My first case was 86 Beycheville, I still have a few. Then futures of 89 and 90. Being in my early 20’s I didn’t know better and drank a ton of them young, and particularly the 1990’s on release blew me away. At the time everyone was still in awe with 82’s, but man oh man did I drink some bricks, 82 Las Cases, Cheval, some really closed down wines. I found a place in Atlanta called Dantes a fondue plae but they had some great deals, 70 Latour, 62 Las Cases, 70 Palmer, etc etc. I cleared out several bins and loved the experience of the drinking the older wines.

I really like trying them out when they are first released.

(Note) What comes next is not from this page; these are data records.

//! The one-shot HTTP Host-header rewrite applied to proxied requests.
//!
//! When the tunnel targets an arbitrary internal host, virtual-host routing on
//! the local server needs the `Host:` header to name that host; when it
//! targets a loopback service the original header is already valid and the
//! stream passes through untouched. The rewrite fires at most once per bridge
//! and matches within a single chunk only, so a header split across TCP reads
//! is passed through unmodified.

use {lazy_static::lazy_static, regex::bytes::Regex};

lazy_static! {
    static ref HOST_HEADER: Regex =
        Regex::new(r"\r\nHost: (\S+)").expect("Host header pattern is valid");
}

/// A stateful stream stage replacing the first `Host:` value it sees.
pub struct HostHeaderRewriter {
    replacement: Vec<u8>,
    replaced: bool,
}

impl HostHeaderRewriter {
    pub fn new(local_address: &str) -> Self {
        HostHeaderRewriter {
            replacement: local_address.as_bytes().to_vec(),
            replaced: false,
        }
    }

    /// Whether rewriting applies when targeting the given local address.
    pub fn applies_to(local_address: &str) -> bool {
        local_address != "localhost"
    }

    /// Pass one chunk through the stage, rewriting the first `Host:` value if
    /// it has not fired yet.
    pub fn apply(&mut self, chunk: Vec<u8>) -> Vec<u8> {
        if self.replaced {
            return chunk;
        }

        let value = match HOST_HEADER.captures(&chunk).and_then(|captures| captures.get(1)) {
            Some(value) => value.range(),
            None => return chunk,
        };
        self.replaced = true;

        let mut rewritten =
            Vec::with_capacity(chunk.len() - value.len() + self.replacement.len());
        rewritten.extend_from_slice(&chunk[..value.start]);
        rewritten.extend_from_slice(&self.replacement);
        rewritten.extend_from_slice(&chunk[value.end..]);
        rewritten
    }
}

#[cfg(test)]
mod tests {
    use super::*;

    const REQUEST: &[u8] = b"GET / HTTP/1.1\r\nHost: public.example\r\n\r\n";

    #[test]
    fn rewrites_host_value_once() {
        let mut rewriter = HostHeaderRewriter::new("internal.svc");
        assert_eq!(
            rewriter.apply(REQUEST.to_vec()),
            b"GET / HTTP/1.1\r\nHost: internal.svc\r\n\r\n".to_vec()
        );
        // A second request on the same bridge is left alone.
        assert_eq!(rewriter.apply(REQUEST.to_vec()), REQUEST.to_vec());
    }

    #[test]
    fn chunk_without_host_does_not_consume_the_shot() {
        let mut rewriter = HostHeaderRewriter::new("internal.svc");
        let preamble = b"POST /submit HTTP/1.1".to_vec();
        assert_eq!(rewriter.apply(preamble.clone()), preamble);
        // The next chunk still gets the rewrite.
        assert_eq!(
            rewriter.apply(b"\r\nHost: public.example\r\n\r\n".to_vec()),
            b"\r\nHost: internal.svc\r\n\r\n".to_vec()
        );
    }

    #[test]
    fn rewrite_preserves_surrounding_bytes() {
        let mut rewriter = HostHeaderRewriter::new("10.0.0.7");
        let request =
            b"GET /health HTTP/1.1\r\nHost: edge.example:443\r\nAccept: */*\r\n\r\nbody".to_vec();
        assert_eq!(
            rewriter.apply(request),
            b"GET /health HTTP/1.1\r\nHost: 10.0.0.7\r\nAccept: */*\r\n\r\nbody".to_vec()
        );
    }

    #[test]
    fn loopback_targets_skip_the_stage() {
        assert!(!HostHeaderRewriter::applies_to("localhost"));
        assert!(HostHeaderRewriter::applies_to("internal.svc"));
        assert!(HostHeaderRewriter::applies_to("127.0.0.1"));
    }

    #[test]
    fn header_split_across_chunks_is_left_alone() {
        let mut rewriter = HostHeaderRewriter::new("internal.svc");
        let first = b"GET / HTTP/1.1\r\nHo".to_vec();
        let second = b"st: public.example\r\n\r\n".to_vec();
        assert_eq!(rewriter.apply(first.clone()), first);
        assert_eq!(rewriter.apply(second.clone()), second);
    }
}
//! The bridge: bidirectional byte piping between one authenticated remote
//! connection and its paired local connection.

use {
    std::io,
    tokio::{
        io::{AsyncRead, AsyncReadExt, AsyncWrite, AsyncWriteExt},
        sync::oneshot,
    },
};

use super::rewrite::HostHeaderRewriter;
use crate::config::ByteTransform;

const CHUNK_SIZE: usize = 16 * 1024;

/// Why a bridge stopped piping.
pub(crate) enum BridgeEnd {
    /// The remote closed or failed; the local side has been shut down.
    Remote(Option<io::Error>),
    /// The local side closed or failed; the remote has been shut down.
    Local(Option<io::Error>),
    /// The supervisor asked the bridge to stop.
    Shutdown,
}

/// One paired (remote, local) connection duo.
///
/// Bytes from the remote pass through the Host-header rewriter (when present)
/// and then the user transform before reaching the local service; bytes from
/// the local service go back untouched.
pub(crate) struct Bridge<Remote, Local> {
    remote: Remote,
    local: Local,
    rewriter: Option<HostHeaderRewriter>,
    transform: Option<ByteTransform>,
}

impl<Remote, Local> Bridge<Remote, Local>
where
    Remote: AsyncRead + AsyncWrite + Send,
    Local: AsyncRead + AsyncWrite + Send,
{
    pub fn new(
        remote: Remote,
        local: Local,
        rewriter: Option<HostHeaderRewriter>,
        transform: Option<ByteTransform>,
    ) -> Self {
        Bridge {
            remote,
            local,
            rewriter,
            transform,
        }
    }

    /// Pipe bytes in both directions until either side closes, either side
    /// fails, or the supervisor signals shutdown. The surviving side is always
    /// shut down before returning, so no half-open pair is left behind.
    pub async fn run(self, mut shutdown: oneshot::Receiver<()>) -> BridgeEnd {
        let Bridge {
            remote,
            local,
            mut rewriter,
            transform,
        } = self;

        let (mut remote_rx, mut remote_tx) = tokio::io::split(remote);
        let (mut local_rx, mut local_tx) = tokio::io::split(local);
        let mut remote_buffer = vec![0; CHUNK_SIZE];
        let mut local_buffer = vec![0; CHUNK_SIZE];

        loop {
            tokio::select! {
                _ = &mut shutdown => {
                    let _ = remote_tx.shutdown().await;
                    let _ = local_tx.shutdown().await;
                    return BridgeEnd::Shutdown;
                }
                read = remote_rx.read(&mut remote_buffer) => match read {
                    Ok(0) => {
                        let _ = local_tx.shutdown().await;
                        return BridgeEnd::Remote(None);
                    }
                    Ok(count) => {
                        let mut chunk = remote_buffer[..count].to_vec();
                        if let Some(rewriter) = rewriter.as_mut() {
                            chunk = rewriter.apply(chunk);
                        }
                        if let Some(transform) = transform.as_ref() {
                            chunk = transform(chunk);
                        }
                        if let Err(error) = local_tx.write_all(&chunk).await {
                            let _ = remote_tx.shutdown().await;
                            return BridgeEnd::Local(Some(error));
                        }
                    }
                    Err(error) => {
                        let _ = local_tx.shutdown().await;
                        return BridgeEnd::Remote(Some(error));
                    }
                },
                read = local_rx.read(&mut local_buffer) => match read {
                    Ok(0) => {
                        let _ = remote_tx.shutdown().await;
                        return BridgeEnd::Local(None);
                    }
                    Ok(count) => {
                        if let Err(error) = remote_tx.write_all(&local_buffer[..count]).await {
                            let _ = local_tx.shutdown().await;
                            return BridgeEnd::Remote(Some(error));
                        }
                    }
                    Err(error) => {
                        let _ = remote_tx.shutdown().await;
                        return BridgeEnd::Local(Some(error));
                    }
                },
            }
        }
    }
}
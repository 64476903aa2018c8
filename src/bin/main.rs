use {
    anyhow::Context,
    async_trait::async_trait,
    structopt::StructOpt,
    tokio::sync::broadcast,
    tracing::{info, warn},
    tracing_subscriber::EnvFilter,
};

use burrow::{
    cli::{self, Cli},
    config::{defaults, TunnelConfig},
    Tunnel, TunnelEvent,
};

#[async_trait]
trait Command {
    async fn run(self, config: TunnelConfig) -> Result<(), anyhow::Error>;
}

#[async_trait]
impl Command for cli::Run {
    async fn run(self, config: TunnelConfig) -> Result<(), anyhow::Error> {
        let auto_reconnect = config.auto_reconnect;
        let refresh_interval = config.auto_reconnect_interval;

        let tunnel = Tunnel::new(config)?;
        let mut events = tunnel.subscribe();
        info!(id = %tunnel.id(), url = %tunnel.url(), "starting tunnel");
        info!(
            "pool refresh every {}",
            humantime::format_duration(refresh_interval)
        );

        if let Err(error) = tunnel.open(None).await {
            if !auto_reconnect {
                return Err(error).context("Failed to open the tunnel");
            }
            // A reconnection attempt is already scheduled; keep running.
            warn!(%error, "initial connection failed");
        }

        loop {
            tokio::select! {
                interrupt = tokio::signal::ctrl_c() => {
                    interrupt.context("Failed to listen for interrupt")?;
                    info!("shutting down");
                    tunnel.close().await;
                    break;
                }
                event = events.recv() => match event {
                    Ok(TunnelEvent::Open { connection }) => {
                        info!(connection, pool_size = tunnel.pool_size(), "tunnel connection open")
                    }
                    Ok(TunnelEvent::Connected { .. }) => {}
                    Ok(TunnelEvent::Disconnected { message }) => warn!("{}", message),
                    Ok(TunnelEvent::Closed) => break,
                    Err(broadcast::error::RecvError::Lagged(_)) => {}
                    Err(broadcast::error::RecvError::Closed) => break,
                },
            }
        }
        Ok(())
    }
}

#[async_trait]
impl Command for cli::Info {
    async fn run(self, config: TunnelConfig) -> Result<(), anyhow::Error> {
        let tunnel = Tunnel::new(config)?;
        let info = tunnel
            .query_proxy_info(Default::default())
            .await
            .context("Failed to query the tunnel status endpoint")?;
        println!("{}", serde_json::to_string_pretty(&info)?);
        Ok(())
    }
}

#[async_trait]
impl Command for cli::Id {
    async fn run(self, config: TunnelConfig) -> Result<(), anyhow::Error> {
        let tunnel = Tunnel::new(config)?;
        println!("{}", tunnel.id());
        println!("{}", tunnel.url());
        if let Some(alias) = &self.alias {
            println!("{}", tunnel.alias_url(alias));
        }
        Ok(())
    }
}

#[tokio::main]
pub async fn main() -> Result<(), anyhow::Error> {
    tracing_subscriber::fmt()
        .with_env_filter(EnvFilter::from_default_env())
        .init();

    let cli = Cli::from_args();
    let config_path = match &cli.config {
        Some(path) => path.clone(),
        None => defaults::config_path()?,
    };
    let config = TunnelConfig::load(&config_path)
        .await
        .with_context(|| format!("Could not load configuration from {:?}", config_path))?;

    match cli.command {
        cli::Command::Run(run) => run.run(config).await,
        cli::Command::Info(info) => info.run(config).await,
        cli::Command::Id(id) => id.run(config).await,
    }
}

In the middle now, not so much. In 89 and 90 I just bought the good stuff and didn’t have everyday drinkers, I did not make that mistake in 2000 and bought tons and tons of everyday drinkers so I could keep my hands off the wines that needed to age.

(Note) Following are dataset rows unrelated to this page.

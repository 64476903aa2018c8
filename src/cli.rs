//! The command-line interface to the tunnel agent.

use {std::path::PathBuf, structopt::StructOpt};

/// Expose a local service through a burrow tunnel server.
#[derive(Debug, StructOpt)]
#[structopt(name = "burrow")]
#[non_exhaustive]
pub struct Cli {
    /// Path to the configuration file.
    #[structopt(long)]
    pub config: Option<PathBuf>,
    #[structopt(subcommand)]
    pub command: Command,
}

#[derive(Debug, StructOpt)]
pub enum Command {
    Run(Run),
    Info(Info),
    Id(Id),
}

/// Open the tunnel and keep it up until interrupted.
#[derive(Debug, StructOpt)]
#[non_exhaustive]
pub struct Run {}

/// Query the remote's status endpoint for this tunnel and print the record.
#[derive(Debug, StructOpt)]
#[non_exhaustive]
pub struct Info {}

/// Print the tunnel id and public URL without connecting.
#[derive(Debug, StructOpt)]
#[non_exhaustive]
pub struct Id {
    /// Also print the URL form for this alias.
    #[structopt(long)]
    pub alias: Option<String>,
}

But criticizing those that open them at the “wrong” time is lame, that’s part of the education, you need to drink some bricks (completely shut down wines with no aromatics, hard as nails, etc) to learn to try to keep the hands off.

The special wines like the 61’s, oh they demonstrate the reward of patience, or buying a nice bottle at auction, etc. I got soooo lucky a couple of years ago and bought 53, 55, and 61 Haut Brion. I took the 53 to a tasting, it had a mid-shoulder fill and I was worried it would be shot, but it just amazed everyone when the bag came off and one guy was brought to tears as it was it was his birthyear. “I like Ike” (President at the time) so neat. And the 28’s…pre-depression…drinking history in the bottle. What a fun hobby!

Nick,

You wrote:

“I’ve been listening to these comments about America’s wine habits for awhile now. You need to remember that we have our own wine industry here. We buy the great growths because they are the ones seeking out. If an American is looking for a $10 or $15 bottle of wine we can choose from the entire world. I’ve tasted many inexpensive Bordeaux and quite frankly they don’t holdup to the competition. But maybe the Chinese will buy them now.”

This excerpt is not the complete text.